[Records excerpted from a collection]

- - - - -

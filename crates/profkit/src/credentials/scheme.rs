use sha2::{Digest, Sha256};
use std::fmt;

use super::sha512_crypt::{CryptError, sha512_crypt};

/// Salt used by the demo store when none is configured
pub const DEFAULT_SALT: &str = "$6$ZmBkxkRFj03LQOvr";

/// One-way transform applied to passwords before storage and comparison
#[derive(clap::ValueEnum, Clone, Copy, Debug, Default, PartialEq, Eq)]
pub enum PasswordScheme {
    /// glibc `$6$` crypt (5000 rounds of SHA-512 by default)
    #[default]
    #[value(name = "sha512-crypt")]
    Sha512Crypt,
    /// Hex SHA-256 of password followed by salt
    Sha256,
}

impl PasswordScheme {
    pub const ALL: [PasswordScheme; 2] = [PasswordScheme::Sha512Crypt, PasswordScheme::Sha256];

    pub fn as_str(&self) -> &'static str {
        match self {
            PasswordScheme::Sha512Crypt => "sha512-crypt",
            PasswordScheme::Sha256 => "sha256",
        }
    }
}

impl fmt::Display for PasswordScheme {
    fn fmt(&self, f: &mut fmt::Formatter<'_>) -> fmt::Result {
        f.write_str(self.as_str())
    }
}

/// Encode `plaintext` under `scheme` with `salt`. Deterministic.
pub fn encode(scheme: PasswordScheme, plaintext: &str, salt: &str) -> Result<String, CryptError> {
    match scheme {
        PasswordScheme::Sha512Crypt => sha512_crypt(plaintext, salt),
        PasswordScheme::Sha256 => {
            let mut hasher = Sha256::new();
            hasher.update(plaintext.as_bytes());
            hasher.update(salt.as_bytes());
            Ok(hex::encode(hasher.finalize()))
        }
    }
}

/// A scheme bound to its salt
#[derive(Clone, Debug, PartialEq, Eq)]
pub struct PasswordEncoder {
    scheme: PasswordScheme,
    salt: String,
}

impl PasswordEncoder {
    pub fn new(scheme: PasswordScheme, salt: impl Into<String>) -> Self {
        Self {
            scheme,
            salt: salt.into(),
        }
    }

    pub fn scheme(&self) -> PasswordScheme {
        self.scheme
    }

    pub fn salt(&self) -> &str {
        &self.salt
    }

    pub fn encode(&self, plaintext: &str) -> Result<String, CryptError> {
        encode(self.scheme, plaintext, &self.salt)
    }
}

impl Default for PasswordEncoder {
    fn default() -> Self {
        Self::new(PasswordScheme::default(), DEFAULT_SALT)
    }
}
pub mod encode;
pub mod list;
pub mod login;
pub mod query;
pub mod seed;
pub mod timeit;
pub mod top;

use crate::error::Result;
use crate::profile::{Profiler, SortKey};
use crate::storage::ProfileWriter;
use std::path::{Path, PathBuf};
use std::time::Duration;

/// File name prefix shared by every saved profile
pub const PROFILE_PREFIX: &str = "profkit.";

/// Resolve the `-o` flag: absent means don't save, bare means a timestamped
/// file in the current directory.
pub fn profile_path(output: Option<Option<PathBuf>>, workload: &str) -> Option<PathBuf> {
    output.map(|path| {
        path.unwrap_or_else(|| {
            let timestamp = chrono::Local::now().format("%y%m%d%H%M%S");
            PathBuf::from(format!("{PROFILE_PREFIX}{workload}.{timestamp}.db"))
        })
    })
}

/// Persist everything `profiler` recorded
pub fn save_profile(
    path: &Path,
    workload: &str,
    profiler: &Profiler,
    elapsed: Duration,
    meta: &[(&str, String)],
) -> Result<()> {
    let mut writer = ProfileWriter::create(path, workload)?;
    for (key, value) in meta {
        writer.set_meta(key, value)?;
    }
    writer.write_stats(&profiler.stats(SortKey::Cumtime))?;
    writer.finish(elapsed)?;
    println!("Profile saved to {}", path.display());
    Ok(())
}

#[cfg(test)]
mod tests {
    use super::*;

    #[test]
    fn test_profile_path() {
        assert_eq!(profile_path(None, "login"), None);
        assert_eq!(
            profile_path(Some(Some(PathBuf::from("x.db"))), "login"),
            Some(PathBuf::from("x.db"))
        );
        let generated = profile_path(Some(None), "encode").unwrap();
        let name = generated.to_string_lossy();
        assert!(name.starts_with("profkit.encode."));
        assert!(name.ends_with(".db"));
    }

    #[test]
    fn test_save_profile() {
        let dir = tempfile::tempdir().unwrap();
        let path = dir.path().join("profkit.test.db");
        let profiler = Profiler::new();
        profiler.call("work", || ());
        save_profile(
            &path,
            "test",
            &profiler,
            Duration::from_millis(5),
            &[("cases", "1".to_string())],
        )
        .unwrap();

        let conn = crate::storage::open_profile(&path).unwrap();
        assert_eq!(
            crate::storage::get_meta(&conn, "cases").unwrap().as_deref(),
            Some("1")
        );
        let summary = crate::storage::query_summary(&conn).unwrap();
        assert_eq!(summary.total_calls, 1);
        assert_eq!(summary.duration_ms, Some(5));
    }
}
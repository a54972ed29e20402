//! Host capabilities injected into a session
//!
//! The core never calls into the UI or audio directly. Everything it needs to
//! tell the host goes through these traits, handed over at construction.

use std::fmt;

/// Failure reported by a host notification callback
///
/// The core logs these and carries on; they never interrupt prompt removal
/// or level progression.
#[derive(Debug, Clone, PartialEq, Eq)]
pub struct HookError(pub String);

impl fmt::Display for HookError {
    fn fmt(&self, f: &mut fmt::Formatter<'_>) -> fmt::Result {
        write!(f, "host callback failed: {}", self.0)
    }
}

impl std::error::Error for HookError {}

/// Notifications for the input collaborator and the game shell
pub trait SessionHooks {
    /// Final score once the ground has been destroyed
    fn on_game_over(&mut self, _score: u64) {}

    /// A prompt was picked by pointer; the input line should show its answer
    fn on_text_selected(&mut self, _answer: &str) -> Result<(), HookError> {
        Ok(())
    }

    /// A prompt left play; any selection showing this answer should clear
    fn on_text_removed(&mut self, _answer: &str) -> Result<(), HookError> {
        Ok(())
    }

    /// Level ended; the input line should be emptied
    fn on_selection_cleared(&mut self) -> Result<(), HookError> {
        Ok(())
    }
}

/// Hooks that ignore everything
#[derive(Debug, Clone, Copy, Default)]
pub struct NoopHooks;

impl SessionHooks for NoopHooks {}

/// Text-to-speech for reading out matched answers
pub trait SpeechOutput {
    fn is_speaking(&self) -> bool {
        false
    }

    fn speak(&mut self, text: &str);
}

/// Log a swallowed hook failure
pub(crate) fn report(result: Result<(), HookError>, what: &str) {
    if let Err(err) = result {
        log::warn!("{what}: {err}");
    }
}
//! Game state and core simulation types
//!
//! Everything a session needs to replay deterministically lives here.

use glam::Vec2;
use serde::{Deserialize, Serialize};

use super::grid;
use super::prompt::{Prompt, PromptKind, PromptState};
use super::rng::GameRng;
use super::schedule::{Scheduler, SpawnWindow, SpawnWindows};
use crate::tuning::Tuning;

/// Current phase of the session
#[derive(Debug, Clone, Copy, PartialEq, Eq, Serialize, Deserialize)]
pub enum GamePhase {
    /// Ground built, level not started yet
    Setup,
    /// Counting down to the level start
    Countdown,
    /// Prompts spawning, level timer running
    Running,
    /// Level timer ran out, cleanup done, next level not started yet
    LevelComplete,
    /// Ground destroyed
    GameOver,
}

/// Area prompts play in
#[derive(Debug, Clone, Copy, PartialEq, Serialize, Deserialize)]
pub struct Playfield {
    pub left: f32,
    pub right: f32,
    pub top: f32,
    /// Ground line
    pub bottom: f32,
}

impl Playfield {
    pub fn from_tuning(tuning: &Tuning) -> Self {
        let side = tuning.effective_side_width();
        let left = tuning.origin_x + side;
        Self {
            left,
            right: left + tuning.width - side * 2.0,
            top: tuning.origin_y,
            bottom: tuning.height - tuning.floor_offset,
        }
    }

    pub fn width(&self) -> f32 {
        self.right - self.left
    }

    pub fn center_x(&self) -> f32 {
        (self.left + self.right) / 2.0
    }
}

/// A destructible ground tile
#[derive(Debug, Clone, Serialize, Deserialize)]
pub struct GroundBlock {
    pub id: u32,
    pub column: u32,
    /// 0 is the lowest row
    pub row: u32,
    /// Center point
    pub pos: Vec2,
    /// Smashed blocks stay in the list with `alive` cleared
    pub alive: bool,
}

/// A shot flying at a matched prompt
#[derive(Debug, Clone, Serialize, Deserialize)]
pub struct Projectile {
    pub id: u32,
    /// Prompt id; the prompt may already be gone
    pub target: u32,
    /// Center point, launched from the ground line below the target
    pub pos: Vec2,
}

/// Things the host may want to react to (sound, text, effects)
#[derive(Debug, Clone, PartialEq, Serialize, Deserialize)]
pub enum GameEvent {
    LevelStarting { level: u32, countdown: u32 },
    CountdownTick { level: u32, remaining: u32 },
    LevelRunning { level: u32 },
    PromptSpawned { id: u32, kind: PromptKind },
    Fired { projectile: u32, prompt: u32 },
    /// Answer matched nothing
    Miss { text: String },
    PromptHit { id: u32, answer: String, points: u64, bonus: bool },
    BlockSmashed { block: u32, prompt: u32, remaining: usize },
    /// Prompt left the playfield unanswered
    PromptEscaped { id: u32 },
    PromptRemoved { id: u32, answer: String },
    LevelComplete { level: u32, score: u64 },
    GameOver { score: u64 },
}

/// Complete session state (deterministic, serializable)
#[derive(Debug, Clone, Serialize, Deserialize)]
pub struct GameState {
    /// Run seed for reproducibility
    pub seed: u64,
    pub rng: GameRng,
    /// 1-based level number
    pub level: u32,
    pub score: u64,
    pub phase: GamePhase,
    /// Timer that ends the running level
    pub level_timer: Option<u32>,
    /// px/s for regular falling prompts
    pub falling_speed: f32,
    pub bonus_falling_speed: f32,
    pub windows: SpawnWindows,
    pub timers: Scheduler,
    pub playfield: Playfield,
    /// Ground blocks (sorted by id)
    pub blocks: Vec<GroundBlock>,
    /// Prompts in play, Active or Resolving (sorted by id)
    pub prompts: Vec<Prompt>,
    pub projectiles: Vec<Projectile>,
    /// Undrained events for the host
    #[serde(skip)]
    pub events: Vec<GameEvent>,
    next_id: u32,
}

impl GameState {
    /// Create a new state with the starting ground already generated
    pub fn new(seed: u64, tuning: &Tuning) -> Self {
        let bonus = SpawnWindow::new(tuning.bonus_window, tuning.bonus_window_shrink);
        let mut state = Self {
            seed,
            rng: GameRng::new(seed),
            level: 1,
            score: 0,
            phase: GamePhase::Setup,
            level_timer: None,
            falling_speed: tuning.start_falling_speed,
            bonus_falling_speed: tuning.start_bonus_falling_speed,
            windows: SpawnWindows {
                falling: SpawnWindow::new(tuning.falling_window, tuning.falling_window_shrink),
                bonus_drift: bonus,
                bonus_falling: bonus,
            },
            timers: Scheduler::new(),
            playfield: Playfield::from_tuning(tuning),
            blocks: Vec::new(),
            prompts: Vec::new(),
            projectiles: Vec::new(),
            events: Vec::new(),
            next_id: 1,
        };

        let first_id = state.next_id;
        state.blocks = grid::generate(
            &mut state.rng,
            tuning.starting_blocks,
            &state.playfield,
            tuning.block_size,
            first_id,
        );
        state.next_id += state.blocks.len() as u32;
        state
    }

    /// Allocate a new entity ID
    pub fn next_entity_id(&mut self) -> u32 {
        let id = self.next_id;
        self.next_id += 1;
        id
    }

    pub fn prompt(&self, id: u32) -> Option<&Prompt> {
        self.prompts.iter().find(|p| p.id == id)
    }

    pub fn prompt_mut(&mut self, id: u32) -> Option<&mut Prompt> {
        self.prompts.iter_mut().find(|p| p.id == id)
    }

    pub fn active_prompt_count(&self) -> usize {
        self.prompts
            .iter()
            .filter(|p| p.state == PromptState::Active)
            .count()
    }

    pub fn remaining_blocks(&self) -> usize {
        self.blocks.iter().filter(|b| b.alive).count()
    }

    /// x of every surviving block, for lining prompts up over them
    pub fn surviving_columns(&self) -> Vec<f32> {
        self.blocks
            .iter()
            .filter(|b| b.alive)
            .map(|b| b.pos.x)
            .collect()
    }

    /// Time left on the running level, zero outside Running
    pub fn level_time_remaining_ms(&self) -> u64 {
        self.level_timer
            .and_then(|id| self.timers.remaining_ms(id))
            .unwrap_or(0)
    }

    pub fn speed_for(&self, kind: PromptKind) -> f32 {
        match kind {
            PromptKind::BonusFalling => self.bonus_falling_speed,
            _ => self.falling_speed,
        }
    }

    pub fn push_event(&mut self, event: GameEvent) {
        self.events.push(event);
    }

    /// Ensure entities are sorted by ID for deterministic iteration
    pub fn normalize_order(&mut self) {
        self.blocks.sort_by_key(|b| b.id);
        self.prompts.sort_by_key(|p| p.id);
        self.projectiles.sort_by_key(|p| p.id);
    }
}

- - - - -

▶ WHAT THE TASK REQUIRES
Wherever the string "serde" is found in the entries, copy the line it sits in.

▶ RESPONSE TO THE TASK
use serde::{Deserialize, Serialize};
    #[serde(skip)]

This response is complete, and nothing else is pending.